Development and expression of ideas through props, 2D structures, film, and physical objects was a labour-intensive process, with Grayland working hard from mid-October to the exhibition opening. “It was very emotional to have it all come out. The installation took two and a half weeks, but I liked the fact I had the opportunity to move things around, and the use of both spaces within the time, to consider how and where to place things so that it all linked nicely. I’ve never worked on a scale this big, with so many pieces in a show, using materials in this way.
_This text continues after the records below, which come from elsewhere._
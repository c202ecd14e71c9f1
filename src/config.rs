use anyhow::{Context, Result};
use std::path::PathBuf;
use std::time::Duration;
use url::Url;

#[derive(Debug, Clone)]
pub struct Config {
    // Servidor
    pub host: String,
    pub port: u16,
    pub public_url: Option<Url>,

    // Muestras
    pub samples_dir: PathBuf,

    // Caché
    pub cache_ttl: Duration,
    pub cache_max_size: usize, // 0 = sin límite
    pub metadata_concurrency: usize,

    // Features
    pub hot_reload: bool,
}

impl Config {
    pub fn load() -> Result<Self> {
        dotenvy::dotenv().ok();

        let config = Self {
            // Servidor
            host: std::env::var("HOST").unwrap_or_else(|_| "0.0.0.0".to_string()),
            port: std::env::var("PORT")
                .unwrap_or_else(|_| "5432".to_string())
                .parse()
                .context("PORT must be a valid port number")?,
            public_url: match std::env::var("PUBLIC_URL") {
                Ok(val) if !val.trim().is_empty() => {
                    Some(Url::parse(val.trim()).context("PUBLIC_URL must be an absolute URL")?)
                }
                _ => None,
            },

            // Muestras
            samples_dir: std::env::var("STRUDEL_SAMPLES")
                .unwrap_or_else(|_| "./samples".to_string())
                .into(),

            // Caché (TTL en milisegundos, como en el despliegue con Docker)
            cache_ttl: Duration::from_millis(
                std::env::var("CACHE_TTL")
                    .unwrap_or_else(|_| "3600000".to_string()) // 1 hora
                    .parse()
                    .context("CACHE_TTL must be milliseconds")?,
            ),
            cache_max_size: std::env::var("CACHE_MAX_SIZE")
                .unwrap_or_else(|_| "500".to_string())
                .parse()
                .context("CACHE_MAX_SIZE must be an entry count")?,
            metadata_concurrency: match std::env::var("METADATA_CONCURRENCY") {
                Ok(val) if !val.trim().is_empty() => val
                    .trim()
                    .parse()
                    .context("METADATA_CONCURRENCY must be a worker count")?,
                _ => num_cpus::get(),
            },

            // Features
            hot_reload: parse_flag(
                &std::env::var("HOT_RELOAD").unwrap_or_else(|_| "true".to_string()),
            )?,
        };

        // Validate configuration before returning
        config.validate()?;

        Ok(config)
    }

    /// Validates configuration values for correctness.
    ///
    /// # Validation Rules
    ///
    /// - Port must not be 0 (it is reported by `/stats` and used by the health check)
    /// - Metadata concurrency must be at least 1
    /// - `PUBLIC_URL`, when present, must use http or https
    pub fn validate(&self) -> Result<()> {
        if self.port == 0 {
            anyhow::bail!("Port must be greater than 0");
        }

        if self.metadata_concurrency == 0 {
            anyhow::bail!("Metadata concurrency must be greater than 0");
        }

        if let Some(url) = &self.public_url {
            if url.scheme() != "http" && url.scheme() != "https" {
                anyhow::bail!("PUBLIC_URL must use http or https, got: {}", url.scheme());
            }
        }

        Ok(())
    }

    /// Upper bound on cached entries, `None` when unbounded.
    pub fn cache_limit(&self) -> Option<usize> {
        (self.cache_max_size > 0).then_some(self.cache_max_size)
    }

    /// Returns a summary of the current configuration for logging.
    pub fn summary(&self) -> String {
        format!(
            "Config Summary:\n  \
            Server: {}:{} (public: {})\n  \
            Samples: {}\n  \
            Cache: ttl {}, max {} entries, {} metadata workers\n  \
            Features: HotReload={}",
            self.host,
            self.port,
            self.public_url
                .as_ref()
                .map_or("from Host header".to_string(), |url| url.to_string()),
            self.samples_dir.display(),
            if self.cache_ttl.is_zero() {
                "disabled".to_string()
            } else {
                humantime::format_duration(self.cache_ttl).to_string()
            },
            self.cache_limit()
                .map_or("unbounded".to_string(), |max| max.to_string()),
            self.metadata_concurrency,
            self.hot_reload
        )
    }
}

/// Default configuration values.
///
/// Used as fallbacks when environment variables are not provided.
impl Default for Config {
    fn default() -> Self {
        Self {
            host: "0.0.0.0".to_string(),
            port: 5432,
            public_url: None,

            samples_dir: "./samples".into(),

            cache_ttl: Duration::from_secs(3600),
            cache_max_size: 500,
            metadata_concurrency: num_cpus::get(),

            hot_reload: true,
        }
    }
}

/// Acepta las formas habituales de booleano en variables de entorno.
fn parse_flag(raw: &str) -> Result<bool> {
    match raw.trim().to_ascii_lowercase().as_str() {
        "1" | "true" | "yes" | "on" => Ok(true),
        "0" | "false" | "no" | "off" | "" => Ok(false),
        other => anyhow::bail!("Invalid boolean flag: {other}"),
    }
}
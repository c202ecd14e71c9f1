//! Filesystem-driven cache invalidation.
//!
//! The notify callback is only a producer: it forwards raw events into a
//! channel. A single consumer task owns the watcher handle, clears the
//! sample caches and announces the change to live-reload subscribers.

use notify::{Event, EventKind, RecommendedWatcher, RecursiveMode, Watcher};
use serde::Serialize;
use std::{
    path::{Path, PathBuf},
    sync::Arc,
};
use thiserror::Error;
use tokio::{
    sync::{broadcast, mpsc},
    task::JoinHandle,
};
use tracing::{debug, info, warn};

use crate::samples::{scanner::to_slash_path, SampleLibrary};

/// Errors that can occur while setting up the watcher.
#[derive(Error, Debug)]
pub enum WatcherError {
    #[error("Failed to create watcher: {0}")]
    WatcherCreation(#[from] notify::Error),

    #[error("Failed to watch path {path}: {source}")]
    WatchPath {
        path: PathBuf,
        source: notify::Error,
    },
}

#[derive(Debug, Clone, Copy, PartialEq, Eq, Serialize)]
#[serde(rename_all = "lowercase")]
pub enum ChangeKind {
    Create,
    Modify,
    Remove,
}

impl ChangeKind {
    /// Access events are ignored. A rescan request means the backend lost
    /// events, so it invalidates like a modification, as does `Any`.
    fn from_event(event: &Event) -> Option<Self> {
        if event.need_rescan() {
            return Some(ChangeKind::Modify);
        }
        match event.kind {
            EventKind::Create(_) => Some(ChangeKind::Create),
            EventKind::Modify(_) | EventKind::Any => Some(ChangeKind::Modify),
            EventKind::Remove(_) => Some(ChangeKind::Remove),
            _ => None,
        }
    }
}

/// Notificación enviada al canal de live-reload.
#[derive(Debug, Clone, PartialEq, Serialize)]
pub struct SampleChange {
    pub kind: ChangeKind,
    pub paths: Vec<String>,
}

/// Running watcher task for one sample root.
#[derive(Debug)]
pub struct Invalidator {
    handle: JoinHandle<()>,
    recursive: bool,
}

impl Invalidator {
    /// Starts watching the library root.
    ///
    /// Falls back to a non-recursive watch when recursive watching is not
    /// available. Fails only if neither mode can be set up.
    pub fn spawn(
        library: Arc<SampleLibrary>,
        reload: broadcast::Sender<SampleChange>,
    ) -> Result<Self, WatcherError> {
        let (tx, rx) = mpsc::unbounded_channel();

        let mut watcher = RecommendedWatcher::new(
            move |res: notify::Result<Event>| {
                let _ = tx.send(res);
            },
            notify::Config::default(),
        )?;
        let mode = watch_root(&mut watcher, library.root())?;

        info!(
            "👀 Hot reload activo en {} ({:?})",
            library.root().display(),
            mode
        );

        Ok(Self {
            handle: tokio::spawn(consume_events(watcher, rx, library, reload)),
            recursive: mode == RecursiveMode::Recursive,
        })
    }

    pub fn is_recursive(&self) -> bool {
        self.recursive
    }

    /// `false` once a watcher error has shut the task down.
    #[cfg(test)]
    pub fn is_running(&self) -> bool {
        !self.handle.is_finished()
    }

    pub fn stop(self) {
        self.handle.abort();
    }
}

fn watch_root<W: Watcher>(watcher: &mut W, root: &Path) -> Result<RecursiveMode, WatcherError> {
    match watcher.watch(root, RecursiveMode::Recursive) {
        Ok(()) => Ok(RecursiveMode::Recursive),
        Err(err) => {
            warn!(root = %root.display(), error = %err, "Recursive watch unavailable, falling back to non-recursive");
            watcher
                .watch(root, RecursiveMode::NonRecursive)
                .map_err(|source| WatcherError::WatchPath {
                    path: root.to_path_buf(),
                    source,
                })?;
            Ok(RecursiveMode::NonRecursive)
        }
    }
}

/// Consumer loop. `guard` keeps the watcher alive for as long as the task runs.
async fn consume_events<G: Send + 'static>(
    guard: G,
    mut rx: mpsc::UnboundedReceiver<notify::Result<Event>>,
    library: Arc<SampleLibrary>,
    reload: broadcast::Sender<SampleChange>,
) {
    let _guard = guard;

    while let Some(first) = rx.recv().await {
        // Agrupar lo que ya está en cola en una sola invalidación
        let mut batch = vec![first];
        while let Ok(next) = rx.try_recv() {
            batch.push(next);
        }

        let mut change: Option<SampleChange> = None;
        let mut failed = false;

        for result in batch {
            match result {
                Ok(event) => {
                    let Some(kind) = ChangeKind::from_event(&event) else {
                        continue;
                    };
                    let change = change.get_or_insert_with(|| SampleChange {
                        kind,
                        paths: Vec::new(),
                    });
                    change.kind = kind;
                    for path in &event.paths {
                        let display = relative_display(library.root(), path);
                        if !change.paths.contains(&display) {
                            change.paths.push(display);
                        }
                    }
                }
                Err(err) => {
                    warn!(error = %err, "File watcher error, invalidation stopped for this root");
                    failed = true;
                    break;
                }
            }
        }

        if let Some(change) = change {
            library.invalidate();
            debug!(kind = ?change.kind, paths = ?change.paths, "Samples changed on disk");
            // Sin suscriptores no es un error
            let _ = reload.send(change);
        }

        if failed {
            return;
        }
    }
}

fn relative_display(root: &Path, path: &Path) -> String {
    match path.strip_prefix(root) {
        Ok(relative) => to_slash_path(relative),
        Err(_) => path.display().to_string(),
    }
}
I learnt a lot of skills during the making process and made some new personal connections and relationships.
“My chess piece Abstract Strategy was the most laborious work I have ever made: it took just over a year to make, as it needed to have a purpose, to be precise. The piece was produced through working with reclaimed wood, which was hand-cut, sanded, painted and then varnished.”
Concluding our discussion of Swings & Roundabouts, Charlotte outlines its meaning to her, professionally and emotionally.
“I am so lucky to have had this opportunity and to champion these ideas. The artistic community in south Wales is such a springboard of ideas and a good place to play around with new ideas and materials with good support around you at all times. The chaos of planning and developing this project showed clearly how my brain approaches new scenarios, and how the pressure of having a funded show can pan out. It’s really helped me on a professional level.”
Charlotte Grayland’s Swings & Roundabouts is showing at MADE, Cardiff and Oriel Y Bont, Treforest until Sun 26 Mar.